=== Section Start ===
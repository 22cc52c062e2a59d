// MIDI output for a finished two-voice setting.
//
// Writes a Standard MIDI File with the chant and the organal voice on
// separate tracks, note against note at a fixed pace. Meant for listening
// to a generation, not for engraving; spelling is lost in the key numbers.
//
// Uses the `midly` crate for MIDI writing. Output is SMF Format 1
// (multi-track): a tempo track plus one track per voice.

use std::path::Path;

use midly::{
    Format, Header, MidiMessage, Smf, Timing, Track, TrackEvent, TrackEventKind,
    num::{u4, u7, u15, u24, u28},
};
use organum_theory::Pitch;

/// Ticks per quarter note in MIDI output.
const TICKS_PER_QUARTER: u16 = 480;

/// Every note lasts a half note: organum moves syllable by syllable, so a
/// stately fixed pace reads better than any rhythm we could invent.
const TICKS_PER_NOTE: u32 = TICKS_PER_QUARTER as u32 * 2;

/// Microseconds per quarter note (120 beats per minute).
const TEMPO: u32 = 500_000;

/// Write both voices to a MIDI file at `path`.
pub fn write_midi(
    chant: &[Pitch],
    organum: &[Pitch],
    path: &Path,
) -> Result<(), Box<dyn std::error::Error>> {
    let smf = voices_to_smf(chant, organum);
    let mut buf = Vec::new();
    smf.write(&mut buf)?;
    std::fs::write(path, &buf)?;
    Ok(())
}

/// Build the in-memory SMF for both voices.
fn voices_to_smf(chant: &[Pitch], organum: &[Pitch]) -> Smf<'static> {
    let mut smf = Smf::new(Header::new(
        Format::Parallel,
        Timing::Metrical(u15::new(TICKS_PER_QUARTER)),
    ));

    // Track 0: tempo track
    let mut tempo_track: Track<'static> = Vec::new();
    tempo_track.push(TrackEvent {
        delta: u28::new(0),
        kind: TrackEventKind::Meta(midly::MetaMessage::Tempo(u24::new(TEMPO))),
    });
    tempo_track.push(TrackEvent {
        delta: u28::new(0),
        kind: TrackEventKind::Meta(midly::MetaMessage::EndOfTrack),
    });
    smf.tracks.push(tempo_track);

    smf.tracks
        .push(voice_track("Vox Principalis", u4::new(0), chant));
    smf.tracks
        .push(voice_track("Vox Organalis", u4::new(1), organum));

    smf
}

fn voice_track(name: &'static str, channel: u4, voice: &[Pitch]) -> Track<'static> {
    let mut track: Track<'static> = Vec::new();

    track.push(TrackEvent {
        delta: u28::new(0),
        kind: TrackEventKind::Meta(midly::MetaMessage::TrackName(name.as_bytes())),
    });

    // Choir aahs (program 52) for a sung sound.
    track.push(TrackEvent {
        delta: u28::new(0),
        kind: TrackEventKind::Midi {
            channel,
            message: MidiMessage::ProgramChange {
                program: u7::new(52),
            },
        },
    });

    for pitch in voice {
        // Extreme octaves fold into the playable MIDI range.
        let key = u7::new(pitch.midi().clamp(0, 127) as u8);
        track.push(TrackEvent {
            delta: u28::new(0),
            kind: TrackEventKind::Midi {
                channel,
                message: MidiMessage::NoteOn {
                    key,
                    vel: u7::new(80),
                },
            },
        });
        track.push(TrackEvent {
            delta: u28::new(TICKS_PER_NOTE),
            kind: TrackEventKind::Midi {
                channel,
                message: MidiMessage::NoteOff {
                    key,
                    vel: u7::new(0),
                },
            },
        });
    }

    track.push(TrackEvent {
        delta: u28::new(0),
        kind: TrackEventKind::Meta(midly::MetaMessage::EndOfTrack),
    });

    track
}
=== Section End ===
Work task
Look through the listing above. Pick out each line with "pace" and copy it.

Result of the task
// separate tracks, note against note at a fixed pace. Meant for listening
/// stately fixed pace reads better than any rhythm we could invent.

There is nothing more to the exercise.